Key announcements and strategic updates

• Recently in-licensed CAD-1005, an IV therapy for heparin-induced thrombocytopenia (HIT), now phase II complete and ready for phase III development.

• CAD-1005 demonstrated a promising reduction in thrombotic events in phase II, with no extra bleeding observed in phase I and II studies.

• The drug holds Orphan Drug and Fast Track status in the US and EU, targeting a significant unmet need in HIT.

• Phase III trial is planned to start in the first quarter, with a 24-month duration and estimated cost of $35–$40 million.
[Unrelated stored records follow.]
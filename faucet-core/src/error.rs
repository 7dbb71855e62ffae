//! Claim error hierarchy.
//!
//! Every failure of the claim pipeline is one of these kinds; each kind
//! carries the HTTP status the API layer maps it to. The API crate performs
//! the JSON envelope conversion in one place.

use thiserror::Error;

/// Errors produced by the claim pipeline.
#[derive(Error, Debug)]
pub enum ClaimError {
    /// Request shape, amount, or destination failed validation.
    #[error("invalid input: {0}")]
    InvalidInput(String),

    /// Address codec checks failed.
    #[error("invalid address: {0}")]
    InvalidAddress(String),

    /// Signature hex, length, range, low-S, or recovery-tag parse failed.
    #[error("bad signature: {0}")]
    BadSignature(String),

    /// The recovered key does not rederive the claimed address.
    #[error("signature does not match address: recovered {derived}, claimed {claimed}")]
    AddressMismatch { derived: String, claimed: String },

    /// Defense-in-depth ECDSA verify failed after a successful recovery.
    #[error("signature failed consistency check")]
    MathCheckFailed,

    /// Address absent from the snapshot.
    #[error("address not found in snapshot: {0}")]
    NotFound(String),

    /// Requested amount differs from the snapshot balance.
    #[error("amount mismatch: requested {requested}, available {available}")]
    AmountMismatch { requested: u64, available: u64 },

    /// The balance row was already consumed (including lost races).
    #[error("address has already been claimed")]
    AlreadyConsumed { destination_id: Option<String> },

    /// The upstream mint relay timed out or returned a non-success status.
    #[error("upstream mint failed: {0}")]
    UpstreamFailure(String),

    /// Persistence-layer failure.
    #[error("storage failure: {0}")]
    StoreFailure(String),

    /// Anything else.
    #[error("internal error: {0}")]
    Internal(String),
}

impl ClaimError {
    /// HTTP status associated with this kind.
    pub fn http_status(&self) -> u16 {
        match self {
            ClaimError::InvalidInput(_)
            | ClaimError::InvalidAddress(_)
            | ClaimError::BadSignature(_)
            | ClaimError::AddressMismatch { .. }
            | ClaimError::MathCheckFailed
            | ClaimError::AmountMismatch { .. } => 400,
            ClaimError::NotFound(_) => 404,
            ClaimError::AlreadyConsumed { .. } => 409,
            ClaimError::UpstreamFailure(_) => 502,
            ClaimError::StoreFailure(_) | ClaimError::Internal(_) => 500,
        }
    }

    /// User-safe message. Internal and storage details are not exposed.
    pub fn user_message(&self) -> String {
        match self {
            ClaimError::StoreFailure(_) => "storage failure".to_string(),
            ClaimError::Internal(_) => "internal error".to_string(),
            other => other.to_string(),
        }
    }
}

/// Result alias for claim operations.
pub type ClaimResult<T> = Result<T, ClaimError>;

#[cfg(test)]
mod tests {
    use super::*;

    #[test]
    fn status_mapping_follows_kind() {
        assert_eq!(ClaimError::InvalidInput("x".into()).http_status(), 400);
        assert_eq!(ClaimError::NotFound("a".into()).http_status(), 404);
        assert_eq!(
            ClaimError::AlreadyConsumed {
                destination_id: None
            }
            .http_status(),
            409
        );
        assert_eq!(ClaimError::UpstreamFailure("x".into()).http_status(), 502);
        assert_eq!(ClaimError::StoreFailure("x".into()).http_status(), 500);
    }

    #[test]
    fn internal_detail_is_not_user_visible() {
        let err = ClaimError::StoreFailure("disk I/O error at page 7".into());
        assert_eq!(err.user_message(), "storage failure");
    }
}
• End-of-phase II meeting with the FDA is scheduled to finalize trial design and endpoints.

Clinical development and trial design

• Phase III will focus on reduction in thrombotic events as the primary endpoint, with a 7–14 day treatment and 30-day follow-up.
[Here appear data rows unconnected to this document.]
//! Command handlers for the CLI.

use std::path::PathBuf;
use std::sync::Arc;

use faucet_api::{run_server, ApiConfig, AppState};
use faucet_core::FaucetConfig;
use faucet_db::BalanceStore;
use faucet_mint::{HttpMintClient, MintRelay, DEFAULT_RELAY_TIMEOUT};
use faucet_snapshot::{build_snapshot, ChainRpcConfig, HttpChainRpc, SnapshotOptions};
use tracing::{info, warn};

type CmdResult = Result<(), Box<dyn std::error::Error + Send + Sync>>;

/// Start the claim API server.
pub async fn handle_serve(
    config: FaucetConfig,
    port: Option<u16>,
    db: Option<PathBuf>,
    mint_url: Option<String>,
    cors_origin: Option<String>,
) -> CmdResult {
    let db_path = db.unwrap_or_else(|| PathBuf::from(&config.db_path));
    let store = Arc::new(BalanceStore::open(&db_path)?);

    match store.get_snapshot_meta()? {
        Some(meta) => info!(
            block_height = meta.block_height,
            addresses = meta.address_count,
            total_amount = meta.total_amount,
            "loaded snapshot database"
        ),
        None => warn!(
            db = %db_path.display(),
            "database has no snapshot metadata; run `faucet snapshot` first"
        ),
    }

    let mint_url = mint_url.unwrap_or_else(|| config.mint_url.clone());
    let mint: Arc<dyn MintRelay> =
        Arc::new(HttpMintClient::new(&mint_url, DEFAULT_RELAY_TIMEOUT)?);

    let state = AppState::new(store, mint, &config.hrp);
    let api_config = ApiConfig {
        host: "0.0.0.0".to_string(),
        port: port.unwrap_or(config.port),
        cors_origin: cors_origin.unwrap_or_else(|| config.cors_origin.clone()),
    };

    run_server(&api_config, state).await
}

/// Build the one-shot UTXO snapshot database.
#[allow(clippy::too_many_arguments)]
pub async fn handle_snapshot(
    config: FaucetConfig,
    rpc: String,
    block: u64,
    rpc_user: String,
    rpc_pass: String,
    output: PathBuf,
    batch_size: usize,
    mint_url: Option<String>,
    hrp: Option<String>,
) -> CmdResult {
    let chain = HttpChainRpc::new(ChainRpcConfig::new(&rpc, &rpc_user, &rpc_pass))?;
    let opts = SnapshotOptions {
        block_height: block,
        hrp: hrp.unwrap_or_else(|| config.hrp.clone()),
        output,
        batch_size,
        chain_endpoint: rpc.clone(),
        mint_endpoint: mint_url.unwrap_or_else(|| config.mint_url.clone()),
    };

    let summary = build_snapshot(&chain, &opts).await?;

    println!("Snapshot written successfully!");
    println!("  Block height: {}", summary.block_height);
    println!("  Block hash:   {}", summary.block_hash);
    println!("  Addresses:    {}", summary.address_count);
    println!("  Total amount: {} satoshis", summary.total_amount);
    Ok(())
}
//! Prefixed claim-message hashing.
//!
//! The canonical claim message is `"<addr>:<destination_id>:<amount>"` with
//! the amount in its natural decimal form. Its digest is the Bitcoin-style
//! signed-message construction: CompactSize-prefixed magic and message,
//! double-SHA256.

use thiserror::Error;

use crate::hash::sha256d;

/// Magic prefix of signed claim messages.
pub const SIGNED_MESSAGE_MAGIC: &str = "Alpha Signed Message:\n";

/// Message hashing failures.
#[derive(Error, Debug, Clone, PartialEq, Eq)]
pub enum MessageError {
    #[error("message too large for compact-size encoding")]
    Oversize,
}

/// Build the canonical claim message.
pub fn claim_message(addr: &str, destination_id: &str, amount: u64) -> String {
    format!("{addr}:{destination_id}:{amount}")
}

/// Append a Bitcoin CompactSize varint. Values above u32::MAX are rejected.
fn write_compact_size(out: &mut Vec<u8>, n: u64) -> Result<(), MessageError> {
    if n < 0xFD {
        out.push(n as u8);
    } else if n <= 0xFFFF {
        out.push(0xFD);
        out.extend_from_slice(&(n as u16).to_le_bytes());
    } else if n <= 0xFFFF_FFFF {
        out.push(0xFE);
        out.extend_from_slice(&(n as u32).to_le_bytes());
    } else {
        return Err(MessageError::Oversize);
    }
    Ok(())
}

/// Hash an arbitrary message with the signed-message construction:
/// `SHA256d(varint(|magic|) ‖ magic ‖ varint(|message|) ‖ message)`.
pub fn signed_message_hash(message: &[u8]) -> Result<[u8; 32], MessageError> {
    let magic = SIGNED_MESSAGE_MAGIC.as_bytes();
    let mut buf = Vec::with_capacity(2 + magic.len() + 9 + message.len());
    write_compact_size(&mut buf, magic.len() as u64)?;
    buf.extend_from_slice(magic);
    write_compact_size(&mut buf, message.len() as u64)?;
    buf.extend_from_slice(message);
    Ok(sha256d(&buf))
}

/// Digest of the canonical claim message for `(addr, destination_id, amount)`.
pub fn claim_digest(
    addr: &str,
    destination_id: &str,
    amount: u64,
) -> Result<[u8; 32], MessageError> {
    signed_message_hash(claim_message(addr, destination_id, amount).as_bytes())
}

#[cfg(test)]
mod tests {
    use super::*;

    #[test]
    fn message_layout() {
        assert_eq!(
            claim_message("alpha1abc", "0xDEAD", 150_000_000),
            "alpha1abc:0xDEAD:150000000"
        );
    }

    #[test]
    fn compact_size_encodings() {
        let mut buf = Vec::new();
        write_compact_size(&mut buf, 0xFC).unwrap();
        assert_eq!(buf, vec![0xFC]);

        buf.clear();
        write_compact_size(&mut buf, 0xFD).unwrap();
        assert_eq!(buf, vec![0xFD, 0xFD, 0x00]);

        buf.clear();
        write_compact_size(&mut buf, 0x1_0000).unwrap();
        assert_eq!(buf, vec![0xFE, 0x00, 0x00, 0x01, 0x00]);

        buf.clear();
        assert_eq!(
            write_compact_size(&mut buf, u64::from(u32::MAX) + 1),
            Err(MessageError::Oversize)
        );
    }

    #[test]
    fn digest_is_deterministic() {
        let a = claim_digest("alpha1abc", "0xDEAD", 42).unwrap();
        let b = claim_digest("alpha1abc", "0xDEAD", 42).unwrap();
        assert_eq!(a, b);
    }

    #[test]
    fn digest_differs_for_any_field_change() {
        let base = claim_digest("alpha1abc", "0xDEAD", 42).unwrap();
        assert_ne!(base, claim_digest("alpha1abd", "0xDEAD", 42).unwrap());
        assert_ne!(base, claim_digest("alpha1abc", "0xDEAE", 42).unwrap());
        assert_ne!(base, claim_digest("alpha1abc", "0xDEAD", 43).unwrap());
    }

    #[test]
    fn digest_is_double_sha256_of_prefixed_encoding() {
        let message = b"alpha1abc:0xDEAD:42";
        let magic = SIGNED_MESSAGE_MAGIC.as_bytes();
        let mut expected = Vec::new();
        expected.push(magic.len() as u8);
        expected.extend_from_slice(magic);
        expected.push(message.len() as u8);
        expected.extend_from_slice(message);
        assert_eq!(
            signed_message_hash(message).unwrap(),
            crate::hash::sha256d(&expected)
        );
    }
}
//! Token metadata constants for the destination ledger.

/// Token identifier on the destination ledger.
pub const TOKEN_ID: &str = "alpha";

/// Token display name; also the `coin` field of the upstream mint payload.
pub const TOKEN_NAME: &str = "alpha";

/// Token symbol.
pub const TOKEN_SYMBOL: &str = "ALPHA";

/// Decimal places of the token.
pub const TOKEN_DECIMALS: u8 = 8;

/// Human-readable token description.
pub const TOKEN_DESCRIPTION: &str =
    "Alpha L1 coins redeemed one-to-one on the destination ledger";

/// Smallest units per coin.
pub const SATOSHIS_PER_COIN: u64 = 100_000_000;

/// Convert a satoshi amount to coin units for display and the mint payload.
///
/// The integer form stays authoritative end-to-end; this conversion is never
/// used for equality checks.
pub fn satoshis_to_coins(satoshis: u64) -> f64 {
    satoshis as f64 / SATOSHIS_PER_COIN as f64
}

#[cfg(test)]
mod tests {
    use super::*;

    #[test]
    fn coin_conversion() {
        assert_eq!(satoshis_to_coins(150_000_000), 1.5);
        assert_eq!(satoshis_to_coins(0), 0.0);
        assert_eq!(satoshis_to_coins(1), 0.00000001);
    }
}
//! Alpha Faucet Command Line Interface
//!
//! Usage:
//!   faucet serve     - Start the claim API server
//!   faucet snapshot  - Build the one-shot UTXO snapshot database

use clap::{Parser, Subcommand};
use faucet_core::FaucetConfig;
use std::path::PathBuf;
use tracing_subscriber::EnvFilter;

mod commands;

#[derive(Parser)]
#[command(name = "faucet")]
#[command(about = "Alpha L1 to L3 proxy faucet")]
#[command(version)]
struct Cli {
    #[command(subcommand)]
    command: Commands,
}

#[derive(Subcommand)]
enum Commands {
    /// Start the claim API server
    Serve {
        /// Port to listen on
        #[arg(short, long)]
        port: Option<u16>,
        /// Balance database path
        #[arg(long)]
        db: Option<PathBuf>,
        /// Upstream mint base URL
        #[arg(long)]
        mint_url: Option<String>,
        /// Allowed CORS origin (`*` allows any)
        #[arg(long)]
        cors_origin: Option<String>,
    },

    /// Build the one-shot UTXO snapshot database
    Snapshot {
        /// Source-chain JSON-RPC endpoint
        #[arg(long)]
        rpc: String,
        /// Snapshot block height
        #[arg(long)]
        block: u64,
        /// RPC username
        #[arg(long, default_value = "")]
        rpc_user: String,
        /// RPC password
        #[arg(long, default_value = "")]
        rpc_pass: String,
        /// Output database path (must not exist)
        #[arg(long)]
        output: PathBuf,
        /// Balance insert batch size
        #[arg(long, default_value_t = 500)]
        batch_size: usize,
        /// Upstream mint endpoint recorded in snapshot metadata
        #[arg(long)]
        mint_url: Option<String>,
        /// L1 address prefix
        #[arg(long)]
        hrp: Option<String>,
    },
}

#[tokio::main]
async fn main() {
    let cli = Cli::parse();
    let config = FaucetConfig::from_env();

    tracing_subscriber::fmt()
        .with_env_filter(
            EnvFilter::try_from_default_env()
                .unwrap_or_else(|_| EnvFilter::new(config.log_level.clone())),
        )
        .init();

    let result = match cli.command {
        Commands::Serve {
            port,
            db,
            mint_url,
            cors_origin,
        } => commands::handle_serve(config, port, db, mint_url, cors_origin).await,
        Commands::Snapshot {
            rpc,
            block,
            rpc_user,
            rpc_pass,
            output,
            batch_size,
            mint_url,
            hrp,
        } => {
            commands::handle_snapshot(
                config, rpc, block, rpc_user, rpc_pass, output, batch_size, mint_url, hrp,
            )
            .await
        }
    };

    if let Err(e) = result {
        tracing::error!(error = %e, "command failed");
        std::process::exit(1);
    }
}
• Trial will enroll under 200 patients, powered for superiority over placebo, with background anticoagulant therapy.

• Inclusion/exclusion criteria and site selection are critical to maximize trial success.

• CAD-1005 is intended for use in conjunction with current therapies, not as a replacement.

Mechanism of action and broader potential

• CAD-1005 is a 12-lipoxygenase inhibitor, addressing the underlying platelet activation in HIT, unlike current therapies that only treat clots.

• Preclinical data suggest potential in type 1 and type 2 diabetes and obesity-related inflammation.

• Plans to share preclinical findings to attract potential partners for broader indications.